Adam Hodges, a former sociolinguistics professor at Carnegie Mellon University in Qatar, argues there is an added layer of culture and context to the term “dating” that is often overlooked. “We use language to give meaning to the world around us. So the way that we label events or phenomenon, such as dating, is definitely going to provide a certain perspective on what that means for us,” he says. Therefore, taking on the “dating” vernacular to describe their relationship and labeling their significant other as “boyfriend” or “girlfriend,” does put some couples at risk of falling into the physical expectations that come with “dating,” Hodges says. But, he adds, these fears can be allayed because “the most important connotation that is borrowed is the ability to choose your own mate,” which is also the main precept of dating in the West.
One way that some young Muslim couples are rebuking the idea of dating being offensive is by terming it “halal dating.” Halal refers to something permissible within Islam. By adding the permissibility factor, some young couples argue, they are removing the idea that anything haram, or prohibited, such as premarital sex, is happening in the relationship.
On the other hand, some young couples believe there should be no stigma attached to dating and, therefore, reject the idea of calling it halal. “My justification is that we are dating with the intention of one day being married and, I guess, that’s what makes it okay,” Ileiwat says.
Khalil Jessa, founder of Salaam Swipe, a dating app that caters to young Muslims, also believes that the negative associations attached to dating depend on the particular society. “This conception that dating necessarily implies physical touching is an assumption that people are making. When they take the word dating, they’re adding this connotation to it, and I don’t think that’s necessarily the case. It’s up to each individual and each couple to choose how they wish to interact with one another,” Jessa argues.
Getting to know someone and making the informed decision to marry them is not an alien concept in Islamic societies. Abdullah Al-Arian, a history professor at Georgetown University School of Foreign Service in Qatar, says that the idea of courtship has been present in Muslim societies for centuries, but was subdued in colonial times. When the British and the rest of Europe colonized much of the world, they also placed social restrictions on sexual interactions between unmarried couples, Al-Arian says. These social restrictions also took hold in certain Islamic societies, with religious restrictions on sex leading some to go as far as segregating the genders as much as possible, including in schools, universities and even at social gatherings.
These practices began to disintegrate as women started entering the workforce, demanding their rights for universal education and pursuing higher education, Al-Arian says. Segregating because of religious dogma became harder. And so, as the genders mixed, dating relationships also took root in some societies. This, he says, further facilitated the imitation of Western relationships.

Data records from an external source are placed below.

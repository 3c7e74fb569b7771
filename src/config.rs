use anyhow::{Context, Result};
use china_holidays_core::sources::statutory::{DEFAULT_FEED_TIMEOUT, DEFAULT_FEED_URL};
use serde::Deserialize;
use std::path::{Path, PathBuf};
use std::time::Duration;

/// Optional config file, looked up in the working directory
pub const CONFIG_FILE: &str = "holidays.toml";

#[derive(Debug, Deserialize)]
pub struct Config {
    /// Where the generated .ics file is written
    #[serde(default = "default_output_path")]
    pub output_path: PathBuf,

    /// CSV table of fixed Gregorian holidays
    #[serde(default = "default_fixed_holidays_path")]
    pub fixed_holidays_path: PathBuf,

    /// CSV table of lunar festivals
    #[serde(default = "default_lunar_holidays_path")]
    pub lunar_holidays_path: PathBuf,

    /// Statutory holiday feed URL, with a `{year}` placeholder
    #[serde(default = "default_feed_url")]
    pub feed_url: String,

    #[serde(default = "default_feed_timeout_secs")]
    pub feed_timeout_secs: u64,
}

impl Default for Config {
    fn default() -> Self {
        Config {
            output_path: default_output_path(),
            fixed_holidays_path: default_fixed_holidays_path(),
            lunar_holidays_path: default_lunar_holidays_path(),
            feed_url: default_feed_url(),
            feed_timeout_secs: default_feed_timeout_secs(),
        }
    }
}

impl Config {
    pub fn feed_timeout(&self) -> Duration {
        Duration::from_secs(self.feed_timeout_secs)
    }
}

fn default_output_path() -> PathBuf {
    PathBuf::from("holidays.ics")
}

fn default_fixed_holidays_path() -> PathBuf {
    PathBuf::from("data/fixed_holidays.csv")
}

fn default_lunar_holidays_path() -> PathBuf {
    PathBuf::from("data/lunar_holidays.csv")
}

fn default_feed_url() -> String {
    DEFAULT_FEED_URL.to_string()
}

fn default_feed_timeout_secs() -> u64 {
    DEFAULT_FEED_TIMEOUT.as_secs()
}

/// Load config from ./holidays.toml, falling back to defaults if it doesn't exist
pub fn load_config() -> Result<Config> {
    load_config_from(Path::new(CONFIG_FILE))
}

pub fn load_config_from(path: &Path) -> Result<Config> {
    if !path.exists() {
        return Ok(Config::default());
    }

    let contents = std::fs::read_to_string(path)
        .with_context(|| format!("Failed to read config file at {}", path.display()))?;

    let config: Config = toml::from_str(&contents)
        .with_context(|| format!("Failed to parse config file at {}", path.display()))?;

    if !config.feed_url.contains("{year}") {
        anyhow::bail!(
            "feed_url in {} must contain a {{year}} placeholder, got: {}",
            path.display(),
            config.feed_url
        );
    }

    if config.feed_timeout_secs == 0 {
        anyhow::bail!("feed_timeout_secs in {} must be greater than 0", path.display());
    }

    Ok(config)
}
//! Fixed-date and lunar-date rule tables.
//!
//! Both tables are CSV files with a header row. The `description` column is
//! optional. A missing file is reported as [`HolidayError::SourceMissing`] so
//! the caller can skip the pass; a malformed row is a [`HolidayError::RuleParse`].

use std::fs::File;
use std::io::{ErrorKind, Read};
use std::path::Path;

use serde::Deserialize;
use serde::de::DeserializeOwned;

use crate::error::{HolidayError, HolidayResult};

/// A Gregorian month/day observed every year.
#[derive(Debug, Clone, PartialEq, Eq, Deserialize)]
pub struct FixedHolidayRule {
    pub name: String,
    pub month: u32,
    pub day: u32,
    #[serde(default)]
    pub description: Option<String>,
}

/// A lunar month/day observed every lunar year.
#[derive(Debug, Clone, PartialEq, Eq, Deserialize)]
pub struct LunarHolidayRule {
    pub name: String,
    pub lunar_month: u8,
    pub lunar_day: u8,
    #[serde(default)]
    pub description: Option<String>,
}

pub fn load_fixed_rules(path: &Path) -> HolidayResult<Vec<FixedHolidayRule>> {
    load_table(path)
}

pub fn load_lunar_rules(path: &Path) -> HolidayResult<Vec<LunarHolidayRule>> {
    load_table(path)
}

fn load_table<T: DeserializeOwned>(path: &Path) -> HolidayResult<Vec<T>> {
    let file = File::open(path).map_err(|e| match e.kind() {
        ErrorKind::NotFound => HolidayError::SourceMissing(path.to_path_buf()),
        _ => HolidayError::Io(e),
    })?;

    parse_table(file).map_err(|e| match e {
        HolidayError::RuleParse(msg) => {
            HolidayError::RuleParse(format!("{}: {}", path.display(), msg))
        }
        other => other,
    })
}

/// Parse CSV rows with headers into rules, preserving row order.
pub fn parse_table<T: DeserializeOwned, R: Read>(reader: R) -> HolidayResult<Vec<T>> {
    let mut reader = csv::ReaderBuilder::new()
        .trim(csv::Trim::All)
        .from_reader(reader);

    reader
        .deserialize()
        .map(|row| row.map_err(|e| HolidayError::RuleParse(e.to_string())))
        .collect()
}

Changing ideas about modernity, widespread urbanization and the West’s cultural hegemony influenced something as intimate and personal as relationships, Al-Arian says. But the most influential factor is globalization. “We’ve seen the full impact of globalization… in pop culture, in particular. Western cultural productions: music, film, television shows.” These “shared experiences,” as Al-Arian calls them, have given birth to third-culture kids. These multicultural generations are growing up with a “very different moral compass that is rooted in a number of influences; and not just the local, but the global as well,” Al-Arian says.
Before social media and the prevalence of pop-culture, it was a lot easier to enforce whatever ideologies you wanted your child to follow. But as globalization increased, this changed. Young people became increasingly exposed to the rest of the world. Today, their ideologies and values no longer find a basis on what their priest or imam preaches, but on what social media and pop-culture influencers might be saying and doing.

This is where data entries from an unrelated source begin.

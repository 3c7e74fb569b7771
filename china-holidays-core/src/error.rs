//! Error types for holiday calendar generation.

use std::path::PathBuf;

use thiserror::Error;

/// Errors that can occur while building or writing the holiday calendar.
#[derive(Error, Debug)]
pub enum HolidayError {
    #[error("Source file not found: {}", .0.display())]
    SourceMissing(PathBuf),

    #[error("Holiday feed error: {0}")]
    Feed(String),

    #[error("Holiday feed parse error: {0}")]
    FeedParse(String),

    #[error("Rule table error: {0}")]
    RuleParse(String),

    #[error("Invalid date: {0}")]
    InvalidDate(String),

    #[error("IO error: {0}")]
    Io(#[from] std::io::Error),
}

impl HolidayError {
    /// Whether a pass hitting this error should be skipped rather than abort the run.
    pub fn is_recoverable(&self) -> bool {
        matches!(
            self,
            HolidayError::SourceMissing(_) | HolidayError::Feed(_) | HolidayError::FeedParse(_)
        )
    }
}

/// Result type alias for holiday calendar operations.
pub type HolidayResult<T> = Result<T, HolidayError>;
//! ICS document generation.

use chrono::Utc;
use icalendar::{Calendar, Component, Property, ValueType};

use crate::builder::HolidayCalendar;
use crate::error::HolidayResult;
use crate::event::HolidayEvent;

pub const PRODID: &str = "-//China Holiday Calendar//github.com//china-calendar//";
pub const CALENDAR_NAME: &str = "中国节假日与常用节日";
pub const CALENDAR_TIMEZONE: &str = "Asia/Shanghai";

/// Generate the .ics content for the whole calendar
pub fn generate_ics(calendar: &HolidayCalendar) -> HolidayResult<String> {
    let mut cal = Calendar::new();
    cal.name(CALENDAR_NAME);
    cal.timezone(CALENDAR_TIMEZONE);

    // DTSTAMP must be UTC
    let dtstamp = calendar
        .created
        .with_timezone(&Utc)
        .format("%Y%m%dT%H%M%SZ")
        .to_string();

    for event in &calendar.events {
        cal.push(to_ics_event(event, &dtstamp));
    }

    Ok(rewrite_header(&cal.done().to_string()))
}

fn to_ics_event(event: &HolidayEvent, dtstamp: &str) -> icalendar::Event {
    let mut ics_event = icalendar::Event::new();
    ics_event.uid(&event.uid());
    ics_event.summary(&event.title);
    ics_event.description(&event.description);
    ics_event.add_property("CATEGORIES", event.category.label());

    add_date_property(&mut ics_event, "DTSTART", event.date);
    add_date_property(&mut ics_event, "DTEND", event.end_date());

    // Holidays never block free/busy time
    ics_event.add_property("TRANSP", "TRANSPARENT");

    ics_event.add_property("DTSTAMP", dtstamp);

    ics_event.done()
}

/// Date-only property (`NAME;VALUE=DATE:YYYYMMDD`)
fn add_date_property(ics_event: &mut icalendar::Event, name: &str, date: chrono::NaiveDate) {
    let mut prop = Property::new(name, date.format("%Y%m%d").to_string());
    prop.append_parameter(ValueType::Date);
    ics_event.append_property(prop);
}

/// Clean up the icalendar crate's header lines
/// - Replace its PRODID with ours
/// - Remove CALSCALE:GREGORIAN (it's the default)
fn rewrite_header(ics: &str) -> String {
    let mut result = String::with_capacity(ics.len());

    for line in ics.lines() {
        if line.starts_with("PRODID:") {
            result.push_str("PRODID:");
            result.push_str(PRODID);
            result.push_str("\r\n");
            continue;
        }

        if line == "CALSCALE:GREGORIAN" {
            continue;
        }

        result.push_str(line);
        result.push_str("\r\n");
    }

    result
}
//! Lunar (Chinese calendar) to solar date conversion.
//!
//! The builder only needs one capability from a lunar calendar: turning a
//! (lunar year, month, day) triple into a Gregorian date, or learning that
//! the triple does not exist that year. That capability sits behind
//! [`LunarConverter`]; [`ChineseLunarCalendar`] implements it with ICU4X.

use chrono::{Datelike, NaiveDate};
use icu_calendar::{Date, Ref};
use icu_calendar::cal::Chinese;
use icu_calendar::types::MonthCode;

/// Converts lunar dates to solar dates.
pub trait LunarConverter {
    /// Solar date of the given non-leap lunar month/day in `lunar_year`.
    ///
    /// `lunar_year` is the solar year in which that lunar year begins.
    /// Returns `None` when the date does not exist (e.g. day 30 of a short month).
    fn convert(&self, lunar_year: i32, lunar_month: u8, lunar_day: u8) -> Option<NaiveDate>;
}

/// ICU4X-backed Chinese calendar.
#[derive(Debug, Clone)]
pub struct ChineseLunarCalendar {
    calendar: Chinese,
}

impl ChineseLunarCalendar {
    pub fn new() -> Self {
        ChineseLunarCalendar {
            calendar: Chinese::new(),
        }
    }
}

impl Default for ChineseLunarCalendar {
    fn default() -> Self {
        Self::new()
    }
}

impl LunarConverter for ChineseLunarCalendar {
    fn convert(&self, lunar_year: i32, lunar_month: u8, lunar_day: u8) -> Option<NaiveDate> {
        let month_code = MonthCode::new_normal(lunar_month)?;
        let lunar =
            Date::try_new_from_codes(None, lunar_year, month_code, lunar_day, Ref(&self.calendar))
                .ok()?;
        let iso = lunar.to_iso();

        NaiveDate::from_ymd_opt(
            iso.extended_year(),
            u32::from(iso.month().ordinal),
            u32::from(iso.day_of_month().0),
        )
    }
}

/// Solar dates in `solar_year` on which lunar `month`/`day` falls.
///
/// A lunar year's last months spill into the next solar year, so both lunar
/// year `solar_year` and `solar_year - 1` are tried. Only dates inside
/// `solar_year` are kept; the result has 0, 1 or 2 entries.
pub fn lunar_to_solar(
    converter: &dyn LunarConverter,
    solar_year: i32,
    lunar_month: u8,
    lunar_day: u8,
) -> Vec<NaiveDate> {
    [solar_year, solar_year - 1]
        .into_iter()
        .filter_map(|lunar_year| converter.convert(lunar_year, lunar_month, lunar_day))
        .filter(|date| date.year() == solar_year)
        .collect()
}

#[cfg(test)]
mod tests {
    use super::*;

    fn date(y: i32, m: u32, d: u32) -> NaiveDate {
        NaiveDate::from_ymd_opt(y, m, d).unwrap()
    }

    #[test]
    fn test_convert_known_festivals() {
        let cal = ChineseLunarCalendar::new();

        assert_eq!(cal.convert(2024, 1, 1), Some(date(2024, 2, 10)), "春节 2024");
        assert_eq!(cal.convert(2025, 1, 1), Some(date(2025, 1, 29)), "春节 2025");
        assert_eq!(cal.convert(2024, 8, 15), Some(date(2024, 9, 17)), "中秋节 2024");
        assert_eq!(cal.convert(2025, 5, 5), Some(date(2025, 5, 31)), "端午节 2025");
        assert_eq!(cal.convert(2023, 12, 30), Some(date(2024, 2, 9)), "除夕 2024");
    }

    #[test]
    fn test_convert_nonexistent_day() {
        let cal = ChineseLunarCalendar::new();

        // The 12th month of lunar 2024 has only 29 days
        assert_eq!(cal.convert(2024, 12, 30), None);
        assert_eq!(cal.convert(2024, 1, 31), None);
        assert_eq!(cal.convert(2024, 13, 1), None);
    }

    #[test]
    fn test_lunar_to_solar_cross_year_month() {
        let cal = ChineseLunarCalendar::new();

        // 腊八: lunar 2024's falls in January 2025, so 2024 only gets lunar 2023's
        assert_eq!(lunar_to_solar(&cal, 2024, 12, 8), vec![date(2024, 1, 18)]);
        assert_eq!(lunar_to_solar(&cal, 2025, 12, 8), vec![date(2025, 1, 7)]);
    }

    #[test]
    fn test_lunar_to_solar_skips_invalid_candidate() {
        let cal = ChineseLunarCalendar::new();

        // Lunar 2024 12/30 does not exist; lunar 2023 12/30 is 2024-02-09
        assert_eq!(lunar_to_solar(&cal, 2024, 12, 30), vec![date(2024, 2, 9)]);
    }

    #[test]
    fn test_lunar_to_solar_results_stay_in_target_year() {
        let cal = ChineseLunarCalendar::new();

        for year in 2020..=2030 {
            for month in 1..=12u8 {
                for day in 1..=30u8 {
                    let dates = lunar_to_solar(&cal, year, month, day);
                    assert!(dates.len() <= 2, "{year} {month}/{day}: {dates:?}");
                    for d in &dates {
                        assert_eq!(d.year(), year, "{year} {month}/{day}: {d}");
                    }
                }
            }
        }
    }

    struct FixedConverter(Vec<((i32, u8, u8), NaiveDate)>);

    impl LunarConverter for FixedConverter {
        fn convert(&self, lunar_year: i32, lunar_month: u8, lunar_day: u8) -> Option<NaiveDate> {
            self.0
                .iter()
                .find(|(key, _)| *key == (lunar_year, lunar_month, lunar_day))
                .map(|(_, d)| *d)
        }
    }

    #[test]
    fn test_lunar_to_solar_can_return_two_dates() {
        let converter = FixedConverter(vec![
            ((2030, 12, 1), date(2030, 12, 25)),
            ((2029, 12, 1), date(2030, 1, 5)),
        ]);

        assert_eq!(
            lunar_to_solar(&converter, 2030, 12, 1),
            vec![date(2030, 12, 25), date(2030, 1, 5)],
            "current lunar year first, then previous"
        );
    }
}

Then there’s the limitless online world.
Dating apps and websites that cater to young Muslims looking for meaningful long-term relationships are easy to find. Muzmatch, a dating app launched two years ago, has 135,000 people signed up. Other apps, like Salaam Swipe and Minder, report high success rates for young Muslims who previously had a hard time finding a partner.
These apps allow people to filter their searches based on level of religiosity, the kind of relationship they’re looking for and other aspects such as whether or not the woman wears a headscarf and the man sports a beard.
While the men behind these apps launched them with the hope of giving young Muslims a positive platform to interact on, they say there are still many in their societies that oppose the idea of young couples interacting.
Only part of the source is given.